Characters Appearing: Hellstorm
Issue(s): Hellstorm #17
The story begins at a location where people go to commit "complete" suicide by being strapped to underground nuclear devices, such that their souls are destroyed as well. Hellstrom raises a toast to those people for successfully having "cheated both Hell and Heaven of their souls".
This doesn't seem to have anything to do with the rest of the story; it's just a tone-setting Ellisism.
The actual story just happens to take place near the suicide spot. It's a monastary called the Jericho Monastery. One of the monks there was a serial killer in hiding named Ervil Allred. He found some arcane notes left behind by Stephen Loss (who will figure into the present day Hellstrom issues), after Loss spent some time at the Monastery as a guest. The page grants Allred the power to kill people just by hating them (and he's grown to hate the other monks), and then he uses the page to summon a demon called the Somnambulist (and his minions December and January).

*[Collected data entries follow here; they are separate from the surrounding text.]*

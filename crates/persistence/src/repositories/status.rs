//! Status repository: the single status record.

use std::sync::Arc;

use domain::models::StatusRecord;
use domain::DomainError;
use shared::time::local_timestamp;

use super::WriteLock;
use crate::store::{load_as, save_as, DocumentStore, StoreError};

/// Repository for the status document.
#[derive(Clone)]
pub struct StatusRepository {
    store: Arc<dyn DocumentStore>,
    write_lock: WriteLock,
}

impl StatusRepository {
    /// Creates a repository; `serialize_writes` guards status changes with a mutex.
    pub fn new(store: Arc<dyn DocumentStore>, serialize_writes: bool) -> Self {
        Self {
            store,
            write_lock: WriteLock::new(serialize_writes),
        }
    }

    /// Loads the current status record.
    pub async fn read(&self) -> Result<StatusRecord, DomainError> {
        load_as(self.store.as_ref())
            .await
            .map_err(|e| self.storage_error(e))
    }

    /// Sets the status code and stamps `last_updated` with the local time.
    ///
    /// The record is only returned once it has been persisted.
    pub async fn set_status(&self, status: i64) -> Result<StatusRecord, DomainError> {
        let _guard = self.write_lock.acquire().await;

        let mut record = self.read().await?;
        record.apply(status, local_timestamp());

        save_as(self.store.as_ref(), &record)
            .await
            .map_err(|e| self.storage_error(e))?;

        tracing::debug!(
            status = record.status,
            last_updated = %record.last_updated,
            "Status record persisted"
        );
        Ok(record)
    }

    fn storage_error(&self, err: StoreError) -> DomainError {
        tracing::error!(document = %self.store.name(), error = %err, "Status storage failure");
        if err.is_write() {
            DomainError::StorageUnavailable("Failed to update status".to_string())
        } else {
            DomainError::StorageUnavailable("Failed to read data file".to_string())
        }
    }
}
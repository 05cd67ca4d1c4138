//! Document store metrics collection.
//!
//! Provides functions for recording storage-related metrics.

use metrics::histogram;
use std::time::Instant;

/// Record how long a document load or save took.
pub fn record_store_duration(document: &str, operation: &str, duration_secs: f64) {
    histogram!(
        "document_store_duration_seconds",
        "document" => document.to_string(),
        "operation" => operation.to_string()
    )
    .record(duration_secs);
}

/// A helper to time document operations and record metrics.
///
/// Usage:
/// ```ignore
/// let timer = StoreTimer::new("devices.json", "load");
/// let result = store.load().await;
/// timer.record();
/// result
/// ```
pub struct StoreTimer {
    document: String,
    operation: &'static str,
    start: Instant,
}

impl StoreTimer {
    /// Create a new timer for the given document and operation.
    pub fn new(document: impl Into<String>, operation: &'static str) -> Self {
        Self {
            document: document.into(),
            operation,
            start: Instant::now(),
        }
    }

    /// Record the elapsed duration to metrics.
    pub fn record(self) {
        let duration = self.start.elapsed().as_secs_f64();
        record_store_duration(&self.document, self.operation, duration);
    }
}
//! Service banner, site metadata and the error-envelope preview.

use axum::{
    extract::State,
    http::StatusCode,
    Json,
};
use serde::{Deserialize, Serialize};

use crate::app::AppState;
use crate::config::SiteConfig;
use crate::error::ErrorEnvelope;
use crate::extractors::QueryParams;

/// Package version as reported to clients.
pub const VERSION: &str = env!("CARGO_PKG_VERSION");

#[derive(Debug, Serialize)]
pub struct RootResponse {
    pub success: bool,
    pub message: String,
    pub version: String,
}

/// Site metadata consumed by the front-end.
#[derive(Debug, Serialize)]
pub struct MetaResponse {
    pub success: bool,
    pub version: [u32; 3],
    pub version_str: String,
    pub timezone: String,
    pub page: PageMeta,
    pub metrics: bool,
}

#[derive(Debug, Serialize)]
pub struct PageMeta {
    pub background: String,
    pub desc: String,
    pub favicon: String,
    pub name: String,
    pub theme: String,
    pub title: String,
}

impl MetaResponse {
    pub fn from_site(site: &SiteConfig) -> Self {
        Self {
            success: true,
            version: version_parts(VERSION),
            version_str: VERSION.to_string(),
            timezone: site.timezone.clone(),
            page: PageMeta {
                background: site.background.clone(),
                desc: site.description.clone(),
                favicon: site.favicon.clone(),
                name: site.name.clone(),
                theme: site.theme.clone(),
                title: site.name.clone(),
            },
            metrics: true,
        }
    }
}

/// Splits `major.minor.patch`; missing or non-numeric parts read as 0.
fn version_parts(version: &str) -> [u32; 3] {
    let mut parts = [0; 3];
    for (slot, part) in parts.iter_mut().zip(version.split('.')) {
        *slot = part
            .split(|c: char| !c.is_ascii_digit())
            .next()
            .and_then(|digits| digits.parse().ok())
            .unwrap_or(0);
    }
    parts
}

#[derive(Debug, Deserialize)]
pub struct ErrorsQuery {
    pub code: Option<String>,
}

/// Service banner.
///
/// GET /
pub async fn root() -> Json<RootResponse> {
    Json(RootResponse {
        success: true,
        message: "Sleepy status server is running".to_string(),
        version: VERSION.to_string(),
    })
}

/// Site metadata.
///
/// GET, POST /api/meta
pub async fn site_meta(State(state): State<AppState>) -> Json<MetaResponse> {
    Json(MetaResponse::from_site(&state.config.site))
}

/// Renders the error envelope for an HTTP error code.
///
/// GET /errors?code=N
pub async fn error_preview(
    QueryParams(query): QueryParams<ErrorsQuery>,
) -> ErrorEnvelope {
    match query.code.as_deref().and_then(error_status) {
        Some(status) => {
            let reason = status.canonical_reason().unwrap_or_default();
            ErrorEnvelope::new(status, reason)
        }
        None => {
            tracing::debug!(code = ?query.code, "Unknown error code requested");
            ErrorEnvelope::new(StatusCode::BAD_REQUEST, "Unknown error code")
        }
    }
}

/// Client and server error codes that have a standard reason phrase.
fn error_status(raw: &str) -> Option<StatusCode> {
    let code: u16 = raw.trim().parse().ok()?;
    StatusCode::from_u16(code)
        .ok()
        .filter(|s| s.is_client_error() || s.is_server_error())
        .filter(|s| s.canonical_reason().is_some())
}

The Somnambulist has been helping Allred kill, and in return he wants Allred's help in bringing him out of Hell. The Somnambulist is a former sorcerer who had an altercation with Satan 200 years earlier in this same town of Jericho. Thanks the the intervention of a "Sorcerer Supreme" (presumably the Ancient One), the battle resulted in the Somnambulist getting imprisoned in Hell, and the existence of the Monastery prevents the Somnambulist from coming back. There's also a bit about Satan having written a novel on the skulls of everyone in the town (another Ellisism). Allred goes along with the plan to bring the Somnambulist back, and massacres the townspeople, but Hellstorm shows up and kills him before the ritual is complete.
Allred is sexually repulsed-but-attracted to human body hair, hence Hellstorm's line to him at the end there.
It's a well-told Vertigo-esque horror story. It's a little disoriented when appearing in the middle of a series, and i don't think the opening line made it clear enough that this was an out-of-sequence story (like, ok, Daimon took a road trip before his father's death, but does that necessarily mean that the events of this story are taking place then? Or is that just setting up background info?). Also, you might think that Ellis would use the opportunity of a continuity insert to set things up for his present day story, but aside from the behind-the-scenes cameo of Stephen Loss, nothing here relates to the main story. And the resolution (essentially, Hellstorm shows up and stops things) is pretty basic. The quick ending does give it a kind of classic Strange Tales-ish feel, but it still feels a bit cheap. Still, the Ellisisms (including much more flavor around the individual monks and the reasons why Allred hates them) ensure that the story is told with a unique voice.
Quality Rating: C+
Chronological Placement Considerations: This takes place "In the January of the year before [Hellstorm's] father's death". The MCP place it before the start of this series.
Continuity Insert? Y
My Reprint: N/A
Ellis will revisit the nuclear-suicide-to-cheat-heaven-and-hell-of-your-souls idea in Planetary. Again, it has nothing really to do with the story, but it's a cool idea, and cooler when illustrated by John Cassaday.
Posted by: Andrew | December 14, 2017 4:59 PM
You pushed the early issues of the Hellstorm series after Terror 13 so that they would go after Hellfire's last appearance. Shouldn't this go after Terror 13 as well?
Posted by: Michael | December 15, 2017 12:10 AM
I'm not sure if Daimon's brief use of powers in this story should be taken as a sign that he has his Dark Soul back, but it doesn't hurt to push this story up a bit.